Congratulations on starting your own business.

What to do depends where you are financially in terms of your retirement saving and other goals. Since I do not have enough information about you, my response is limited to the following.

Depending on how long you have to go until retirement and whether or not you have saved enough for retirement I would suggest that you put this money back to work for the purpose of providing for your golden years. What we know is that only 6% of South Africans can afford to retire without having to depend on other sources of financial support.

You may choose to invest the money in a retirement annuity since you are currently not contributing to a retirement fund. This will be very tax-efficient in terms of what you can claim in your tax return as well as the growth on the investment portfolio. You will not be taxed on the growth in this investment structure, which is not the case with a unit trust, cash, or shares in discretionary investments.

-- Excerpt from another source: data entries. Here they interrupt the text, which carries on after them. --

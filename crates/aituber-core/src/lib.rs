//! Business logic and port traits for AITuber.
//!
//! This crate defines the "ports" (`FragmentStore`, `Embedder`,
//! `LlmProvider`, `CharacterStore`) that the infrastructure layer
//! implements. It depends only on `aituber-types` -- never on
//! `aituber-infra` or any database/IO crate.

pub mod agent;
pub mod character;
pub mod chat;
pub mod llm;
pub mod memory;

#[cfg(test)]
mod testing;
//! Configuration CLI commands: show and check.

use std::path::Path;

use anyhow::Result;
use clap::Subcommand;
use console::style;

use aituber_infra::config::{load_config_strict, resolve_api_key};
use aituber_infra::llm::{create_provider, test_provider_connection};
use aituber_types::config::AppConfig;
use aituber_types::error::ConfigError;

#[derive(Subcommand)]
pub enum ConfigCommand {
    /// Print the effective configuration (defaults filled in).
    Show,

    /// Validate the config file and the API key.
    Check {
        /// Also send a tiny request to the chat backend.
        #[arg(long)]
        connect: bool,
    },
}

pub async fn run(
    config: &AppConfig,
    config_path: &Path,
    data_dir: &Path,
    action: ConfigCommand,
    json: bool,
) -> Result<()> {
    match action {
        ConfigCommand::Show => show(config, config_path, data_dir, json),
        ConfigCommand::Check { connect } => check(config_path, connect, json).await,
    }
}

fn show(config: &AppConfig, config_path: &Path, data_dir: &Path, json: bool) -> Result<()> {
    if json {
        let out = serde_json::json!({
            "config_path": config_path.display().to_string(),
            "data_dir": data_dir.display().to_string(),
            "config": config,
        });
        println!("{}", serde_json::to_string_pretty(&out)?);
        return Ok(());
    }

    println!();
    println!("  {}  {}", style("Config:").bold(), style(config_path.display()).dim());
    println!("  {}  {}", style("Data dir:").bold(), style(data_dir.display()).dim());
    println!();
    println!("{}", toml::to_string_pretty(config)?);
    Ok(())
}

async fn check(config_path: &Path, connect: bool, json: bool) -> Result<()> {
    let (config, file_status) = match load_config_strict(config_path).await {
        Ok(config) => (config, Ok("parsed")),
        Err(ConfigError::NotFound { .. }) => (AppConfig::default(), Ok("missing (defaults)")),
        Err(e) => (AppConfig::default(), Err(e.to_string())),
    };

    let has_key = resolve_api_key(&config.llm).is_some();

    let connection = if connect && file_status.is_ok() {
        let outcome = match create_provider(&config.llm, resolve_api_key(&config.llm)) {
            Ok(provider) => test_provider_connection(&provider).await.map_err(|e| e.to_string()),
            Err(e) => Err(e.to_string()),
        };
        Some(outcome)
    } else {
        None
    };

    let healthy = file_status.is_ok()
        && connection.as_ref().is_none_or(|c| c.is_ok());

    if json {
        let out = serde_json::json!({
            "config_path": config_path.display().to_string(),
            "file": match &file_status { Ok(s) => *s, Err(_) => "invalid" },
            "error": file_status.as_ref().err(),
            "api_key_env": config.llm.api_key_env,
            "api_key_present": has_key,
            "connection": connection.as_ref().map(|c| match c {
                Ok(()) => "ok".to_string(),
                Err(e) => e.clone(),
            }),
            "healthy": healthy,
        });
        println!("{}", serde_json::to_string_pretty(&out)?);
    } else {
        let mark = |ok: bool| {
            if ok {
                format!("{}", style("✓").green())
            } else {
                format!("{}", style("✗").red())
            }
        };

        println!();
        match &file_status {
            Ok(status) => println!(
                "  {} {} {}",
                mark(true),
                config_path.display(),
                style(status).dim()
            ),
            Err(e) => println!("  {} {}", mark(false), e),
        }
        println!(
            "  {} API key in ${}",
            mark(has_key),
            config.llm.api_key_env
        );
        if let Some(outcome) = &connection {
            match outcome {
                Ok(()) => println!("  {} {} responded", mark(true), config.llm.model),
                Err(e) => println!("  {} {}", mark(false), e),
            }
        }
        println!();
    }

    if !healthy {
        anyhow::bail!("configuration check failed");
    }
    Ok(())
}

Example of retirement annuity deduction on retirement contributions:

  • Let’s say you earn R750 000 per year: you would qualify for a deduction on a R206 250 (R750 000 x 27.5%) contribution into a retirement annuity fund for the year.
  • At the current tax rate, you would qualify for a refund of R84 562.50 from the South African Revenue Service (Sars).
  • This means you would save R84 562.50 in tax in the current tax year, meaning that you would be ‘out of pocket’ by only R121 687.50 (R206 750 – R84 562.50).

If you prefer to have access to the funds, you can look at unit trust investments or choose from the many other discretionary options available.

Be sure to check the terms of the investment so you can avoid being locked in for five years and then having to pay penalties for accessing the funds.

When you look at the growth aspect of the various investment options, you need to consider how long you plan to invest for. If this investment is for the shorter term, then taking on risk in an equity investment is not advisable. Bear in mind that keeping your money in cash erodes the buying power over time as the growth will not keep up with inflation. Depending on what your shopping basket looks like, your inflation rate will most probably be higher than the government’s inflation band.

You mention that your bond rate is 0.25% over prime, which is currently 7%; that makes the interest rate 7.25%. By putting your money into the home loan account, you’re effectively earning a 7.25% return on your investment (at very little risk). Furthermore, if it’s a flexible home loan, you can withdraw funds when you need them (say if the business needs emergency cash/liquidity).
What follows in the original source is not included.